MGUS is clinically defined as having a paraprotein level of less than 3 grams per deciliter and less than 10 percent plasma cells in the bone marrow. There is no damage to bones, calcium levels are normal, little or no protein is present in the urine, kidney function is normal and there is no anemia (which can result from a low red blood cell count).


MGUS does not usually require treatment. In most people, MGUS remains stable and does not ever cause any problems. However, because MGUS can develop into myeloma, regular check-ups are important.

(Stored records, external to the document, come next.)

//! tus-s3-store - resumable upload storage backend for S3-compatible stores

use clap::Parser;
use std::path::PathBuf;
use tracing::{info, Level};
use tracing_subscriber::FmtSubscriber;
use tus_s3_store::{config::Config, server::Server};

#[derive(Parser, Debug)]
#[command(name = "tus-s3-store")]
#[command(author, version, about, long_about = None)]
struct Args {
    /// Path to configuration file
    #[arg(short, long, default_value = "config.yaml")]
    config: PathBuf,

    /// Log level (trace, debug, info, warn, error)
    #[arg(short, long, default_value = "info")]
    log_level: String,
}

#[tokio::main]
async fn main() -> anyhow::Result<()> {
    let args = Args::parse();

    let level = match args.log_level.to_lowercase().as_str() {
        "trace" => Level::TRACE,
        "debug" => Level::DEBUG,
        "info" => Level::INFO,
        "warn" => Level::WARN,
        "error" => Level::ERROR,
        _ => Level::INFO,
    };

    let subscriber = FmtSubscriber::builder()
        .with_max_level(level)
        .with_target(true)
        .with_thread_ids(true)
        .json()
        .finish();

    tracing::subscriber::set_global_default(subscriber)?;

    info!("starting tus-s3-store v{}", env!("CARGO_PKG_VERSION"));

    let config = Config::load(&args.config)?;
    info!("loaded configuration from {:?}", args.config);

    let server = Server::new(config)?;
    server.run().await?;

    Ok(())
}
#[cfg(test)]
mod tests {
    use super::*;

    fn test_config() -> S3ClientConfig {
        S3ClientConfig {
            bucket: "test-bucket".into(),
            region: "us-east-1".into(),
            endpoint: None,
            access_key: None,
            secret_key: None,
            retry: None,
            timeout: None,
        }
    }

    #[test]
    fn test_s3_client_creation() {
        let client = S3Client::new(test_config()).unwrap();
        assert_eq!(client.bucket(), "test-bucket");
        assert_eq!(client.region(), "us-east-1");
    }

    #[test]
    fn test_default_endpoint() {
        let mut config = test_config();
        config.region = "us-west-2".into();
        let client = S3Client::new(config).unwrap();
        assert_eq!(client.endpoint(), "https://s3.us-west-2.amazonaws.com");
    }

    #[test]
    fn test_custom_endpoint() {
        let mut config = test_config();
        config.endpoint = Some("http://localhost:9000".into());
        let client = S3Client::new(config).unwrap();
        assert_eq!(client.endpoint(), "http://localhost:9000");
    }

    #[test]
    fn test_retry_config_defaults() {
        let config = RetryConfig::default();
        assert_eq!(config.max_retries, 3);
        assert_eq!(config.initial_backoff_ms, 100);
        assert_eq!(config.max_backoff_ms, 10_000);
        assert!((config.backoff_multiplier - 2.0).abs() < f64::EPSILON);
    }

    #[test]
    fn test_calculate_backoff() {
        let mut config = test_config();
        config.retry = Some(RetryConfig {
            max_retries: 5,
            initial_backoff_ms: 100,
            max_backoff_ms: 10_000,
            backoff_multiplier: 2.0,
        });
        let client = S3Client::new(config).unwrap();

        assert_eq!(client.calculate_backoff(0), std::time::Duration::from_millis(100));
        assert_eq!(client.calculate_backoff(1), std::time::Duration::from_millis(200));
        assert_eq!(client.calculate_backoff(2), std::time::Duration::from_millis(400));
        assert_eq!(client.calculate_backoff(10), std::time::Duration::from_millis(10_000));
    }

    #[test]
    fn test_is_retryable_error() {
        use reqwest::StatusCode;
        assert!(S3Client::is_retryable_error(StatusCode::INTERNAL_SERVER_ERROR));
        assert!(S3Client::is_retryable_error(StatusCode::TOO_MANY_REQUESTS));
        assert!(S3Client::is_retryable_error(StatusCode::REQUEST_TIMEOUT));
        assert!(!S3Client::is_retryable_error(StatusCode::BAD_REQUEST));
        assert!(!S3Client::is_retryable_error(StatusCode::NOT_FOUND));
    }

    #[test]
    fn test_content_hash_computation() {
        let hash = S3Client::compute_content_hash(b"hello");
        assert_eq!(
            hash,
            "2cf24dba5fb0a30e26e83b2ac5b9e29e1b161e5c1fa7425e73043362938b9824"
        );
    }

    #[test]
    fn test_encode_key_preserves_slash() {
        assert_eq!(encode_key("a/b c"), "a/b%20c");
    }

    #[test]
    fn test_parse_list_parts_xml() {
        let xml = r#"<?xml version="1.0" encoding="UTF-8"?>
<ListPartsResult>
  <Bucket>test</Bucket>
  <Key>upload-1</Key>
  <UploadId>abc</UploadId>
  <NextPartNumberMarker>2</NextPartNumberMarker>
  <IsTruncated>true</IsTruncated>
  <Part><PartNumber>1</PartNumber><ETag>"e1"</ETag><Size>5242880</Size></Part>
  <Part><PartNumber>2</PartNumber><ETag>"e2"</ETag><Size>1024</Size></Part>
</ListPartsResult>"#;

        let parsed = parse_list_parts_xml(xml).unwrap();
        assert_eq!(parsed.parts.len(), 2);
        assert_eq!(parsed.parts[0].part_number, 1);
        assert_eq!(parsed.parts[0].etag, "\"e1\"");
        assert_eq!(parsed.parts[1].size, 1024);
        assert_eq!(parsed.next_part_number_marker.as_deref(), Some("2"));
    }

    #[test]
    fn test_parse_list_parts_xml_empty() {
        let xml = r#"<ListPartsResult><Bucket>test</Bucket></ListPartsResult>"#;
        let parsed = parse_list_parts_xml(xml).unwrap();
        assert!(parsed.parts.is_empty());
        assert!(parsed.next_part_number_marker.is_none());
    }

    #[test]
    fn test_parse_list_parts_xml_final_page_marker_ignored() {
        // AWS echoes the last part number and MinIO echoes "0" in
        // NextPartNumberMarker even on the final page; IsTruncated=false is
        // the only reliable end-of-listing signal.
        let xml = r#"<ListPartsResult>
  <NextPartNumberMarker>2</NextPartNumberMarker>
  <IsTruncated>false</IsTruncated>
  <Part><PartNumber>1</PartNumber><ETag>"e1"</ETag><Size>5242880</Size></Part>
  <Part><PartNumber>2</PartNumber><ETag>"e2"</ETag><Size>1024</Size></Part>
</ListPartsResult>"#;
        let parsed = parse_list_parts_xml(xml).unwrap();
        assert_eq!(parsed.parts.len(), 2);
        assert!(parsed.next_part_number_marker.is_none());
    }

    #[test]
    fn test_parse_list_parts_xml_minio_zero_marker_on_final_page() {
        let xml = r#"<ListPartsResult>
  <NextPartNumberMarker>0</NextPartNumberMarker>
  <IsTruncated>false</IsTruncated>
  <Part><PartNumber>1</PartNumber><ETag>"e1"</ETag><Size>5242880</Size></Part>
</ListPartsResult>"#;
        let parsed = parse_list_parts_xml(xml).unwrap();
        assert!(parsed.next_part_number_marker.is_none());
    }

    #[test]
    fn test_s3_client_error_classification() {
        let err = S3ClientError::Response {
            status: 404,
            code: Some("NoSuchUpload".into()),
            message: "gone".into(),
        };
        assert_eq!(err.status(), Some(404));
        assert_eq!(err.code(), Some("NoSuchUpload"));
    }

    // Note: HTTP integration tests are in tests/s3_http_api_test.rs
}
//! Graph texture handles and descriptors.

/// Lightweight handle to a texture declared in a [`RenderGraph`](super::RenderGraph).
///
/// Valid only for the graph that issued it.
#[derive(Clone, Copy, PartialEq, Eq, Hash, Debug, PartialOrd, Ord)]
pub struct TextureHandle(pub(crate) u32);

impl TextureHandle {
    #[inline]
    #[must_use]
    pub fn index(self) -> usize {
        self.0 as usize
    }
}

/// Descriptor for a graph texture.
#[derive(Clone, Debug, PartialEq, Eq)]
pub struct TextureDesc {
    pub label: String,
    pub width: u32,
    pub height: u32,
    pub depth_or_array_layers: u32,
    pub dimension: wgpu::TextureDimension,
    pub format: wgpu::TextureFormat,
    pub sample_count: u32,
    pub usage: wgpu::TextureUsages,
    /// Clear the texture when it is bound as a color attachment.
    pub clear_on_bind: bool,
}

impl TextureDesc {
    /// A single-sampled 2D color target that can also be sampled.
    #[must_use]
    pub fn new_2d(
        label: impl Into<String>,
        width: u32,
        height: u32,
        format: wgpu::TextureFormat,
    ) -> Self {
        Self {
            label: label.into(),
            width,
            height,
            depth_or_array_layers: 1,
            dimension: wgpu::TextureDimension::D2,
            format,
            sample_count: 1,
            usage: wgpu::TextureUsages::RENDER_ATTACHMENT | wgpu::TextureUsages::TEXTURE_BINDING,
            clear_on_bind: true,
        }
    }

    #[must_use]
    pub fn with_label(mut self, label: impl Into<String>) -> Self {
        self.label = label.into();
        self
    }

    /// Whether the texture can be bound as a single-sampled 2D texture read
    /// through a filtering sampler.
    #[must_use]
    pub fn is_filterable_2d(&self) -> bool {
        self.sample_count == 1
            && self.dimension == wgpu::TextureDimension::D2
            && self.depth_or_array_layers == 1
            && matches!(
                self.format.sample_type(None, None),
                Some(wgpu::TextureSampleType::Float { filterable: true })
            )
    }

    #[must_use]
    pub fn size(&self) -> wgpu::Extent3d {
        wgpu::Extent3d {
            width: self.width,
            height: self.height,
            depth_or_array_layers: self.depth_or_array_layers,
        }
    }
}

Research at the Myeloma Center suggests that some patients with MGUS are at increased risk for progression to myeloma. Risk is based on clinical variables, such as blood protein levels and results of gene expression profiling and magnetic resonance imaging. In some cases, treatment aimed at preventing progression to active myeloma is indicated.


MGUS is generally considered benign and has no ill effects on overall health or survival. However, regular check-ups are essential, since myeloma typically develops in 1% to 2% of MGUS patients per year. It is important for patients to contact their doctor between check-ups if they develop any new symptoms.


Our expert scientists at the Myeloma Center are researching what causes the progression of MGUS to myeloma, the genetics of MGUS and myeloma and whether personalized treatment may prevent the progression.